All entries, exactly as written, should be output again.

(Beginning of MATERIAL PROVIDED)

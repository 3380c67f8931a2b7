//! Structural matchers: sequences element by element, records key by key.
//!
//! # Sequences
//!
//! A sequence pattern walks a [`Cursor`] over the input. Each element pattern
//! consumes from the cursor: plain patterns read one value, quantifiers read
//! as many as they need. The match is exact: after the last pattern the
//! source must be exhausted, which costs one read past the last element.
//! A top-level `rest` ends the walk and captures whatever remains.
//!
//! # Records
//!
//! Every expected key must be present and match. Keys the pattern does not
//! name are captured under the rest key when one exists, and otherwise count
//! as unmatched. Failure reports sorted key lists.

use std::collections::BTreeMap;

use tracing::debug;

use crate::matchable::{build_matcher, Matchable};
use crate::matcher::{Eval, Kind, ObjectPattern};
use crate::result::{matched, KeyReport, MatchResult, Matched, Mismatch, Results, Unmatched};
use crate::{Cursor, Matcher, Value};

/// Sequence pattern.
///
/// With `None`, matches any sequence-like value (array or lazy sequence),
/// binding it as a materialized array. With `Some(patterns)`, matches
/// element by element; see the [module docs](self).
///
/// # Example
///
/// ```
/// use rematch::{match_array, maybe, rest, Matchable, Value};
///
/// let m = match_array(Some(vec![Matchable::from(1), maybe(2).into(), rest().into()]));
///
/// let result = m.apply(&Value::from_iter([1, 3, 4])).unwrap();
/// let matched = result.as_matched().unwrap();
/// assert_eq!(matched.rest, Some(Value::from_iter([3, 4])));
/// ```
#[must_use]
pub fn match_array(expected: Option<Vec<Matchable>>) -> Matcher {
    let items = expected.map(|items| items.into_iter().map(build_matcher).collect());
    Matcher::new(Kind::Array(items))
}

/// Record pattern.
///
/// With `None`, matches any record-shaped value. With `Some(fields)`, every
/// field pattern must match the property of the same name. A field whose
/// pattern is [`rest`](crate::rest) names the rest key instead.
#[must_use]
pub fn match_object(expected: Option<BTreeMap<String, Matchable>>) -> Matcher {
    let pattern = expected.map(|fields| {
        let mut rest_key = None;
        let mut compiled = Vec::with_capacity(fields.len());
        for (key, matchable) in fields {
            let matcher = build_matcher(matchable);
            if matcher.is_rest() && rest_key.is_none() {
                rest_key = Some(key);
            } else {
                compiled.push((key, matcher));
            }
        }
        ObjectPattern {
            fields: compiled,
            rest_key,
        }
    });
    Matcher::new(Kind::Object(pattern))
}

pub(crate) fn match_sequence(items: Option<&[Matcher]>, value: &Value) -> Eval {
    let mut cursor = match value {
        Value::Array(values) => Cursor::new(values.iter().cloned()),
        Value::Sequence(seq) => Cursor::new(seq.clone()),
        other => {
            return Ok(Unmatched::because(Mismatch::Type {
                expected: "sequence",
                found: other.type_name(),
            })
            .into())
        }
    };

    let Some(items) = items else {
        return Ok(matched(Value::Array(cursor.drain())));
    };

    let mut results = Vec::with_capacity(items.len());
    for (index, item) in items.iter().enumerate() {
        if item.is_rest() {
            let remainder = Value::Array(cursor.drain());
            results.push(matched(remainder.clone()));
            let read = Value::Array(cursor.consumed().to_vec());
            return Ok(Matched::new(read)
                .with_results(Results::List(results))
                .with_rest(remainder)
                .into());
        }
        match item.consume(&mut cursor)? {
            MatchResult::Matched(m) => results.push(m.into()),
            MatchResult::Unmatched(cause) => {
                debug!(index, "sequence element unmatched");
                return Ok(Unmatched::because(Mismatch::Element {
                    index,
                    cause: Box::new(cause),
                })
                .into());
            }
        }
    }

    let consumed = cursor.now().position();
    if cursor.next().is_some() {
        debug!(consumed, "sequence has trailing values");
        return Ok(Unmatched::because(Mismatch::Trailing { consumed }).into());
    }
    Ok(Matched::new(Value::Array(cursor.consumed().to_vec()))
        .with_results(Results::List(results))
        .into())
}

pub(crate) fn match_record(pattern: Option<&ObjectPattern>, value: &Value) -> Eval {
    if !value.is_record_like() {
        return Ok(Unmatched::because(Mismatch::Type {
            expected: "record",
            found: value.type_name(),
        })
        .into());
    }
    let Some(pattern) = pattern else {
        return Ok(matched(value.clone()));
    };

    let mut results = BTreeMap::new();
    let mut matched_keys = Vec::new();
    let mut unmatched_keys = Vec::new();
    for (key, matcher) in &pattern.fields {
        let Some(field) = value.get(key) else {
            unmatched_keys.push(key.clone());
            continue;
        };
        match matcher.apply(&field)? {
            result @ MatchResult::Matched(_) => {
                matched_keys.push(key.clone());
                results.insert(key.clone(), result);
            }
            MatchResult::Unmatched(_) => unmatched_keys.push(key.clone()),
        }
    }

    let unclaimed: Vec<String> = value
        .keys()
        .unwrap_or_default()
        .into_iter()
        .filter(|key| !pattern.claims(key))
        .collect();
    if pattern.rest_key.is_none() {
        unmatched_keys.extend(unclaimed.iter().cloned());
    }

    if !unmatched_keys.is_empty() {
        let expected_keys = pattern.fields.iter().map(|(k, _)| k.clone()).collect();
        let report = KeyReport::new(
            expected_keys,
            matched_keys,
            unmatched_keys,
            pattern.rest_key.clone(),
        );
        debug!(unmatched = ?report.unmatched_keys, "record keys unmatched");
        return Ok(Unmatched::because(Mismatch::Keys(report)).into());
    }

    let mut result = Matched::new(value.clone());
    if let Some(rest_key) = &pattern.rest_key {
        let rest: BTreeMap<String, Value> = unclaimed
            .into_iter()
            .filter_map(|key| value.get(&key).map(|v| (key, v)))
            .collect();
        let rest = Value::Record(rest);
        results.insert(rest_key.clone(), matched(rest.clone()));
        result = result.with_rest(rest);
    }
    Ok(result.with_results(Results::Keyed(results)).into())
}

(End of MATERIAL PROVIDED)

* **ANSWER SPACE**
repository 3380c67f8931a2b7
//! Structural matchers: sequences element by element, records key by key.
//!
//! # Sequences
//!
//! A sequence pattern walks a [`Cursor`] over the input. Each element pattern
//! consumes from the cursor: plain patterns read one value, quantifiers read
//! as many as they need. The match is exact: after the last pattern the
//! source must be exhausted, which costs one read past the last element.
//! A top-level `rest` ends the walk and captures whatever remains.
//!
//! # Records
//!
//! Every expected key must be present and match. Keys the pattern does not
//! name are captured under the rest key when one exists, and otherwise count
//! as unmatched. Failure reports sorted key lists.

use std::collections::BTreeMap;

use tracing::debug;

use crate::matchable::{build_matcher, Matchable};
use crate::matcher::{Eval, Kind, ObjectPattern};
use crate::result::{matched, KeyReport, MatchResult, Matched, Mismatch, Results, Unmatched};
use crate::{Cursor, Matcher, Value};

/// Sequence pattern.
///
/// With `None`, matches any sequence-like value (array or lazy sequence),
/// binding it as a materialized array. With `Some(patterns)`, matches
/// element by element; see the [module docs](self).
///
/// # Example
///
/// ```
/// use rematch::{match_array, maybe, rest, Matchable, Value};
///
/// let m = match_array(Some(vec![Matchable::from(1), maybe(2).into(), rest().into()]));
///
/// let result = m.apply(&Value::from_iter([1, 3, 4])).unwrap();
/// let matched = result.as_matched().unwrap();
/// assert_eq!(matched.rest, Some(Value::from_iter([3, 4])));
/// ```
#[must_use]
pub fn match_array(expected: Option<Vec<Matchable>>) -> Matcher {
    let items = expected.map(|items| items.into_iter().map(build_matcher).collect());
    Matcher::new(Kind::Array(items))
}

/// Record pattern.
///
/// With `None`, matches any record-shaped value. With `Some(fields)`, every
/// field pattern must match the property of the same name. A field whose
/// pattern is [`rest`](crate::rest) names the rest key instead.
#[must_use]
pub fn match_object(expected: Option<BTreeMap<String, Matchable>>) -> Matcher {
    let pattern = expected.map(|fields| {
        let mut rest_key = None;
        let mut compiled = Vec::with_capacity(fields.len());
        for (key, matchable) in fields {
            let matcher = build_matcher(matchable);
            if matcher.is_rest() && rest_key.is_none() {
                rest_key = Some(key);
            } else {
                compiled.push((key, matcher));
            }
        }
        ObjectPattern {
            fields: compiled,
            rest_key,
        }
    });
    Matcher::new(Kind::Object(pattern))
}

pub(crate) fn match_sequence(items: Option<&[Matcher]>, value: &Value) -> Eval {
    let mut cursor = match value {
        Value::Array(values) => Cursor::new(values.iter().cloned()),
        Value::Sequence(seq) => Cursor::new(seq.clone()),
        other => {
            return Ok(Unmatched::because(Mismatch::Type {
                expected: "sequence",
                found: other.type_name(),
            })
            .into())
        }
    };

    let Some(items) = items else {
        return Ok(matched(Value::Array(cursor.drain())));
    };

    let mut results = Vec::with_capacity(items.len());
    for (index, item) in items.iter().enumerate() {
        if item.is_rest() {
            let remainder = Value::Array(cursor.drain());
            results.push(matched(remainder.clone()));
            let read = Value::Array(cursor.consumed().to_vec());
            return Ok(Matched::new(read)
                .with_results(Results::List(results))
                .with_rest(remainder)
                .into());
        }
        match item.consume(&mut cursor)? {
            MatchResult::Matched(m) => results.push(m.into()),
            MatchResult::Unmatched(cause) => {
                debug!(index, "sequence element unmatched");
                return Ok(Unmatched::because(Mismatch::Element {
                    index,
                    cause: Box::new(cause),
                })
                .into());
            }
        }
    }

    let consumed = cursor.now().position();
    if cursor.next().is_some() {
        debug!(consumed, "sequence has trailing values");
        return Ok(Unmatched::because(Mismatch::Trailing { consumed }).into());
    }
    Ok(Matched::new(Value::Array(cursor.consumed().to_vec()))
        .with_results(Results::List(results))
        .into())
}

pub(crate) fn match_record(pattern: Option<&ObjectPattern>, value: &Value) -> Eval {
    if !value.is_record_like() {
        return Ok(Unmatched::because(Mismatch::Type {
            expected: "record",
            found: value.type_name(),
        })
        .into());
    }
    let Some(pattern) = pattern else {
        return Ok(matched(value.clone()));
    };

    let mut results = BTreeMap::new();
    let mut matched_keys = Vec::new();
    let mut unmatched_keys = Vec::new();
    for (key, matcher) in &pattern.fields {
        let Some(field) = value.get(key) else {
            unmatched_keys.push(key.clone());
            continue;
        };
        match matcher.apply(&field)? {
            result @ MatchResult::Matched(_) => {
                matched_keys.push(key.clone());
                results.insert(key.clone(), result);
            }
            MatchResult::Unmatched(_) => unmatched_keys.push(key.clone()),
        }
    }

    let unclaimed: Vec<String> = value
        .keys()
        .unwrap_or_default()
        .into_iter()
        .filter(|key| !pattern.claims(key))
        .collect();
    if pattern.rest_key.is_none() {
        unmatched_keys.extend(unclaimed.iter().cloned());
    }

    if !unmatched_keys.is_empty() {
        let expected_keys = pattern.fields.iter().map(|(k, _)| k.clone()).collect();
        let report = KeyReport::new(
            expected_keys,
            matched_keys,
            unmatched_keys,
            pattern.rest_key.clone(),
        );
        debug!(unmatched = ?report.unmatched_keys, "record keys unmatched");
        return Ok(Unmatched::because(Mismatch::Keys(report)).into());
    }

    let mut result = Matched::new(value.clone());
    if let Some(rest_key) = &pattern.rest_key {
        let rest: BTreeMap<String, Value> = unclaimed
            .into_iter()
            .filter_map(|key| value.get(&key).map(|v| (key, v)))
            .collect();
        let rest = Value::Record(rest);
        results.insert(rest_key.clone(), matched(rest.clone()));
        result = result.with_rest(rest);
    }
    Ok(result.with_results(Results::Keyed(results)).into())
}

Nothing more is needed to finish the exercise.